__About this task__: Of the lines in the data below, write out exactly those from the one holding "use crate::firmware::ebda::EbdaRecord;" through the one holding "let mut cdrom = MockCdromBoot::new();", both included.

═══ Data supplied ═══

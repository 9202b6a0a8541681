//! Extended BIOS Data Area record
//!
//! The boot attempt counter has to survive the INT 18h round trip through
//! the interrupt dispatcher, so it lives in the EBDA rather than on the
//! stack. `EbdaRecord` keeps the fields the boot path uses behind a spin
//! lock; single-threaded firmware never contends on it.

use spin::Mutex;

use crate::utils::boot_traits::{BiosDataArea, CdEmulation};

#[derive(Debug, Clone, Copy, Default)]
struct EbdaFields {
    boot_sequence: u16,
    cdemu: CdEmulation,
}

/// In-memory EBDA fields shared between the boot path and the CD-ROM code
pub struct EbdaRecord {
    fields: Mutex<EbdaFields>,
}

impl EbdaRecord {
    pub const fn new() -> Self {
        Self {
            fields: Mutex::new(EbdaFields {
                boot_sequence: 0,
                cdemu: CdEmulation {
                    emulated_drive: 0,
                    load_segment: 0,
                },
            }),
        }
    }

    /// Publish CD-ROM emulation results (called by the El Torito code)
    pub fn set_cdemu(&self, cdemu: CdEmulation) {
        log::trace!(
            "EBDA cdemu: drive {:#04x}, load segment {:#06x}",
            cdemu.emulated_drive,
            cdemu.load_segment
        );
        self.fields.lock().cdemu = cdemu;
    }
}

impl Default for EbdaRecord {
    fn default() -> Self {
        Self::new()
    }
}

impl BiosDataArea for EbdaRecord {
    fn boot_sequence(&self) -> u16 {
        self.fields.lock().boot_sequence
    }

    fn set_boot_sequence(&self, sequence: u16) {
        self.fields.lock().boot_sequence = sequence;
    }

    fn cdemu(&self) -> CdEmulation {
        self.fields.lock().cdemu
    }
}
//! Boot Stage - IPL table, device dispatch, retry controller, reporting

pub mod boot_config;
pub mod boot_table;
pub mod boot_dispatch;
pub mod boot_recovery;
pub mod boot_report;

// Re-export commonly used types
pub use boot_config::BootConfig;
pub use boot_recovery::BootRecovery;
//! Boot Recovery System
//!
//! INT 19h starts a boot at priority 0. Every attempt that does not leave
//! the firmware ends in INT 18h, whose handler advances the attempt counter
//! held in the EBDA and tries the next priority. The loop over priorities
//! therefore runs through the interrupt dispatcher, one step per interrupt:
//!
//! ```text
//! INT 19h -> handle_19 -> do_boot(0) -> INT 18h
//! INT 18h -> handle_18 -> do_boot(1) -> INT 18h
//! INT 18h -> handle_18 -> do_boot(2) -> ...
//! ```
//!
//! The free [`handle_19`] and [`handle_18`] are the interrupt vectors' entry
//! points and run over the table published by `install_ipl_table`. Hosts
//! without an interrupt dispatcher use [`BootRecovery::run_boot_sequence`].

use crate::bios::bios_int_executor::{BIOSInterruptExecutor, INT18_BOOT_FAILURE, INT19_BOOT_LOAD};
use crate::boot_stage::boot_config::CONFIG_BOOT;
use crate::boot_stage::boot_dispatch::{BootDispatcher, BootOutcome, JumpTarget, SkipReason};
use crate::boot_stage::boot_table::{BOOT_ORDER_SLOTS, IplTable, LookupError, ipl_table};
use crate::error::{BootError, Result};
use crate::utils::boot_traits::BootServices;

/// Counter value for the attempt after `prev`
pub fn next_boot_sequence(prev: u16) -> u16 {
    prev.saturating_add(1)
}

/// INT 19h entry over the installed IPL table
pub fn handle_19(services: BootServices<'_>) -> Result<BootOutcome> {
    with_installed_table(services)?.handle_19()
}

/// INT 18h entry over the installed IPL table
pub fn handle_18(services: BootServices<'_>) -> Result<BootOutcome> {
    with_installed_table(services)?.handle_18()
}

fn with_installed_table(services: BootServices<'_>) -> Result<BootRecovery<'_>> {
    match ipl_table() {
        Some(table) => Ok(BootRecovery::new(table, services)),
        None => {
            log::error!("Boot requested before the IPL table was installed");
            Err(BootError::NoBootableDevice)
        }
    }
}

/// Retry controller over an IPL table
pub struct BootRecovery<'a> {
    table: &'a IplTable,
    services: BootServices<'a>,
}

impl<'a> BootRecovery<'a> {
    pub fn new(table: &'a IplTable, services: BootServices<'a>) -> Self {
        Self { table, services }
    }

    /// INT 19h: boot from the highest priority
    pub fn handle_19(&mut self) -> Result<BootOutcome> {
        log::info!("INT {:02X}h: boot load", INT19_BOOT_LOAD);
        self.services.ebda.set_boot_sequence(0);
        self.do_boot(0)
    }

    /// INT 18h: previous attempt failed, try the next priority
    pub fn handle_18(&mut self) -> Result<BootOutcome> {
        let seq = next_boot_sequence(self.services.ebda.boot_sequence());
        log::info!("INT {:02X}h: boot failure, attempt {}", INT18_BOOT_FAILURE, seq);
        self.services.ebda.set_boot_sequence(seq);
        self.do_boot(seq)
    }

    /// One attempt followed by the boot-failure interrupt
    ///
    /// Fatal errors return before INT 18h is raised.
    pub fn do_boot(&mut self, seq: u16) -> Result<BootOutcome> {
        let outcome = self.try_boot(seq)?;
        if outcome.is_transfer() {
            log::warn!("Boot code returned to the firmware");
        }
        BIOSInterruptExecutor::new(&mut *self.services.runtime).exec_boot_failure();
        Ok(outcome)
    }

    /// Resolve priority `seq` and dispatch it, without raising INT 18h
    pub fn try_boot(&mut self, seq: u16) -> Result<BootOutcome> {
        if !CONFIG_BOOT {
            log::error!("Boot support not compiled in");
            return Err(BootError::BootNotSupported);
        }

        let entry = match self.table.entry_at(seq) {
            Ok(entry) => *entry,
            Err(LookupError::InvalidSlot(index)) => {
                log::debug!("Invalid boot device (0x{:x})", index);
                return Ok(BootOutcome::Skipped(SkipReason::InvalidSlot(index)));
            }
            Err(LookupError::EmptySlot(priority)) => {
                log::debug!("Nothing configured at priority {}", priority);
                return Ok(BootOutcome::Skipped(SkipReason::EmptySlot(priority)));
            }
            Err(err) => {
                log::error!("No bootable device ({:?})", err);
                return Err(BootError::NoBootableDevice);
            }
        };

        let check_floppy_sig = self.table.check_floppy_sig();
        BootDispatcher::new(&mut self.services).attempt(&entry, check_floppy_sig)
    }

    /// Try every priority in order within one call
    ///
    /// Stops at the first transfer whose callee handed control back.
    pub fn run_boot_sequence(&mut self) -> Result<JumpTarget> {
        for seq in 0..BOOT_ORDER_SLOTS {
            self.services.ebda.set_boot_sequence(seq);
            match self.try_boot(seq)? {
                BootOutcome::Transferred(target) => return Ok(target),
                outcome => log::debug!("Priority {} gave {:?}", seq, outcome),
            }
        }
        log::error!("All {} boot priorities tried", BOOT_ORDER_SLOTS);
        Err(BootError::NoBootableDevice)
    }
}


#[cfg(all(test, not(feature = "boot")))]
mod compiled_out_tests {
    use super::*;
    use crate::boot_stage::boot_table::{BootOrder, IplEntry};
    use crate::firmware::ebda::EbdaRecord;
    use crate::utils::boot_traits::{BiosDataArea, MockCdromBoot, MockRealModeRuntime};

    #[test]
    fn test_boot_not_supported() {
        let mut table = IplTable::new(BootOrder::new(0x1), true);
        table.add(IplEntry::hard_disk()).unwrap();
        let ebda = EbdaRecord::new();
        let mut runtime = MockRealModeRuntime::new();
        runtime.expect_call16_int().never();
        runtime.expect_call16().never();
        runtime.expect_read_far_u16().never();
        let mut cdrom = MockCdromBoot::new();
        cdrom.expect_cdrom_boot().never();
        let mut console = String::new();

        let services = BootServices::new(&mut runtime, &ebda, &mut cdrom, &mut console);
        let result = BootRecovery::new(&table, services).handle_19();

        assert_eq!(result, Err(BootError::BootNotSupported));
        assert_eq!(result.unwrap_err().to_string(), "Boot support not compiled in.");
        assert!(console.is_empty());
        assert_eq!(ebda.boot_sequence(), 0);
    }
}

═══
═══ Data supplied ═══

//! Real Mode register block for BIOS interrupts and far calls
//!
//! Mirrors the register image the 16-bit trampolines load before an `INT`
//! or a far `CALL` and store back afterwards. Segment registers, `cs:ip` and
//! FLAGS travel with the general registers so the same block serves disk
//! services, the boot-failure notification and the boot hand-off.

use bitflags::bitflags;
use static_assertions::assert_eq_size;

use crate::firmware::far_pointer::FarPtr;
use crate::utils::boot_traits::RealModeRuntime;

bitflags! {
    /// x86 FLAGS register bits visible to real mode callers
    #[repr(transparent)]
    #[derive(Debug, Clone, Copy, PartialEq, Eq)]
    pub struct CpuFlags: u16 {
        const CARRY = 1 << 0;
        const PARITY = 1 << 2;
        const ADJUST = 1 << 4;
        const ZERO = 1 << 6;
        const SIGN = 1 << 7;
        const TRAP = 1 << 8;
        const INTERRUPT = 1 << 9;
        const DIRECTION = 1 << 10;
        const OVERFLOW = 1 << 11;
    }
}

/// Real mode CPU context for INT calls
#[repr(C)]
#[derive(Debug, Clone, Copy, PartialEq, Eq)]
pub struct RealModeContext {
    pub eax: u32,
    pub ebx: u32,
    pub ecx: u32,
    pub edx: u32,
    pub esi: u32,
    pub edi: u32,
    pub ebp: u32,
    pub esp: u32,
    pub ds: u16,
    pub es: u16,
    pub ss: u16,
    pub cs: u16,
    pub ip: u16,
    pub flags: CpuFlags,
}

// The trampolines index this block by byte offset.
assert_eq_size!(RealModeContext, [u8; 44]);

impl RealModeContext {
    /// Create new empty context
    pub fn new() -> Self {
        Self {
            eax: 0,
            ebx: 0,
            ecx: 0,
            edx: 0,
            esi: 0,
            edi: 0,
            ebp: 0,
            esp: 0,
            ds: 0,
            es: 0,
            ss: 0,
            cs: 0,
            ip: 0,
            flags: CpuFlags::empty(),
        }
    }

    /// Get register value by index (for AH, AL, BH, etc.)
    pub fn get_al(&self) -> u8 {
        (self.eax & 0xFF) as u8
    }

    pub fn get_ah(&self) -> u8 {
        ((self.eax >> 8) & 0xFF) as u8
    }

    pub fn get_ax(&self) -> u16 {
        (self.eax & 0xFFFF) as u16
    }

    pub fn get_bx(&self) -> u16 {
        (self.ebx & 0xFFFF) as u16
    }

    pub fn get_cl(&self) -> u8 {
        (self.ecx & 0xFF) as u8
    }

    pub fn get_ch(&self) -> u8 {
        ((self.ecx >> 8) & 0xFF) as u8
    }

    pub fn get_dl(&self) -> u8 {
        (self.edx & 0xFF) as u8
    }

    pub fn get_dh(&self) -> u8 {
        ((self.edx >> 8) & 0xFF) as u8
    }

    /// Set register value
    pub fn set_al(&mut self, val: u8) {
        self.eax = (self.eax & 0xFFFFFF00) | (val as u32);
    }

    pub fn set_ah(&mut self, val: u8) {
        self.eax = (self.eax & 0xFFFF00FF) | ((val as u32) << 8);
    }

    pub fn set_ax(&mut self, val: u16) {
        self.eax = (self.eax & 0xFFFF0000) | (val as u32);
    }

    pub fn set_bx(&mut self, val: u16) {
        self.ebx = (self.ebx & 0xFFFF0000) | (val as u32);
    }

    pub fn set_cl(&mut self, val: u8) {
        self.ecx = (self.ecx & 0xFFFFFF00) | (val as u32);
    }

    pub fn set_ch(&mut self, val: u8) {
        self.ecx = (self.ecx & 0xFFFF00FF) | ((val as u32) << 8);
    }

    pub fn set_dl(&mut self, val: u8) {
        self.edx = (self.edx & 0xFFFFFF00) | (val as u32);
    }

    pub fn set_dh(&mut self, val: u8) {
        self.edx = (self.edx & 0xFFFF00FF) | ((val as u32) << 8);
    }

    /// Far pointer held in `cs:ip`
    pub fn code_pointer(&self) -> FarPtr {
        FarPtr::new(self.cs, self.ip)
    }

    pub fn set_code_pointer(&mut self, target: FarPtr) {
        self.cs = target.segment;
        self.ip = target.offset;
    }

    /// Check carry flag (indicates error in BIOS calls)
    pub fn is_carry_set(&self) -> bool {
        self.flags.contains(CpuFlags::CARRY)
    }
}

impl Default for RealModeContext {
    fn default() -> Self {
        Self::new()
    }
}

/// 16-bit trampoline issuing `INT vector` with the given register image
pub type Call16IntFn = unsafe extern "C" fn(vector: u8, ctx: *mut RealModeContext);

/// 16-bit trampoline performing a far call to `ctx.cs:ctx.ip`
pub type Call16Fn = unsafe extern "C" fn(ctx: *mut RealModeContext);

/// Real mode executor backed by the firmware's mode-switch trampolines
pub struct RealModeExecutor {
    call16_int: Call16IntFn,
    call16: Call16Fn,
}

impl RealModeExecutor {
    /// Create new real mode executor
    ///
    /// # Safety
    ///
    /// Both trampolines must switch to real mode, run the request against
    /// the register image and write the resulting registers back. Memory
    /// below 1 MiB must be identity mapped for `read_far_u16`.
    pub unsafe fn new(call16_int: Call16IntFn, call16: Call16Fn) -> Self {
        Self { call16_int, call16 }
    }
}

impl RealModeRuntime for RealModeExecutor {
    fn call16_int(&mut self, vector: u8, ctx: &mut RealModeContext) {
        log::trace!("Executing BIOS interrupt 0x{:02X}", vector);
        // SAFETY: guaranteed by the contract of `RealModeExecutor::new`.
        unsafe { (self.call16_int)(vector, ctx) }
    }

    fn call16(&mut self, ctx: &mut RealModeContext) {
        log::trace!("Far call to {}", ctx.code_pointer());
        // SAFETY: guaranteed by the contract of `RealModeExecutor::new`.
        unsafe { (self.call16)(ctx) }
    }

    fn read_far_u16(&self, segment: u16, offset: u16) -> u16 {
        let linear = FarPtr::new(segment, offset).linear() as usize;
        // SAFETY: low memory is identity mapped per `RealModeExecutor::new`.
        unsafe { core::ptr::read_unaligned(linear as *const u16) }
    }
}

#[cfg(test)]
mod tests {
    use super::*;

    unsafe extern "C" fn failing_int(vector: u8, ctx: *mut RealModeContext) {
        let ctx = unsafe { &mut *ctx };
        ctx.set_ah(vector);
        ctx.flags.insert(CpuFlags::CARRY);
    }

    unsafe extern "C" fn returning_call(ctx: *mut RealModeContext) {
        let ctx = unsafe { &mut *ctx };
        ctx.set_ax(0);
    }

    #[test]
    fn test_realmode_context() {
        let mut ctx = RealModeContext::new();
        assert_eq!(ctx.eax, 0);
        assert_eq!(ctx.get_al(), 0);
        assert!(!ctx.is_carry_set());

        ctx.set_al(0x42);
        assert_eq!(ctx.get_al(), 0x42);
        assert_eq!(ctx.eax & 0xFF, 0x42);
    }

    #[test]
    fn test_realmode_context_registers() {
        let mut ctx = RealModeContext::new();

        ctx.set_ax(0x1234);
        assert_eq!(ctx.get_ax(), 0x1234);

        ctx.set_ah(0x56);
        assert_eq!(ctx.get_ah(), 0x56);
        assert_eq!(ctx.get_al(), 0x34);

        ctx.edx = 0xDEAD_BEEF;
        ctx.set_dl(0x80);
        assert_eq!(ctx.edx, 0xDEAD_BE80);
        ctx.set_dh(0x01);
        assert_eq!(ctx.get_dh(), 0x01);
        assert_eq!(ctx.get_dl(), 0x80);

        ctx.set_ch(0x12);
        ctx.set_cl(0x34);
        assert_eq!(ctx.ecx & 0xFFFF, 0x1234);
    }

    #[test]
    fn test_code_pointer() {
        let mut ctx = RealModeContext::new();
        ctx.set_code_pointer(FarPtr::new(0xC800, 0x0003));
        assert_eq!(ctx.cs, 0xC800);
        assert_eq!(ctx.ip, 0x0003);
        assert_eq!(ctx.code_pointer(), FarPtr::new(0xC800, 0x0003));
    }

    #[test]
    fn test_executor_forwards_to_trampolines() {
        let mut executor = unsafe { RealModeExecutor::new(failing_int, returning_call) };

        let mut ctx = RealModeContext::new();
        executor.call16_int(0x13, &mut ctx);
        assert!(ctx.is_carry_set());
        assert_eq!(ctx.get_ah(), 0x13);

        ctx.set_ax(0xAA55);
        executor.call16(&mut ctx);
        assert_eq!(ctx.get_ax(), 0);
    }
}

═══

__Exercise solution__:
    use crate::firmware::ebda::EbdaRecord;
    use crate::utils::boot_traits::{BiosDataArea, MockCdromBoot, MockRealModeRuntime};

    #[test]
    fn test_boot_not_supported() {
        let mut table = IplTable::new(BootOrder::new(0x1), true);
        table.add(IplEntry::hard_disk()).unwrap();
        let ebda = EbdaRecord::new();
        let mut runtime = MockRealModeRuntime::new();
        runtime.expect_call16_int().never();
        runtime.expect_call16().never();
        runtime.expect_read_far_u16().never();
        let mut cdrom = MockCdromBoot::new();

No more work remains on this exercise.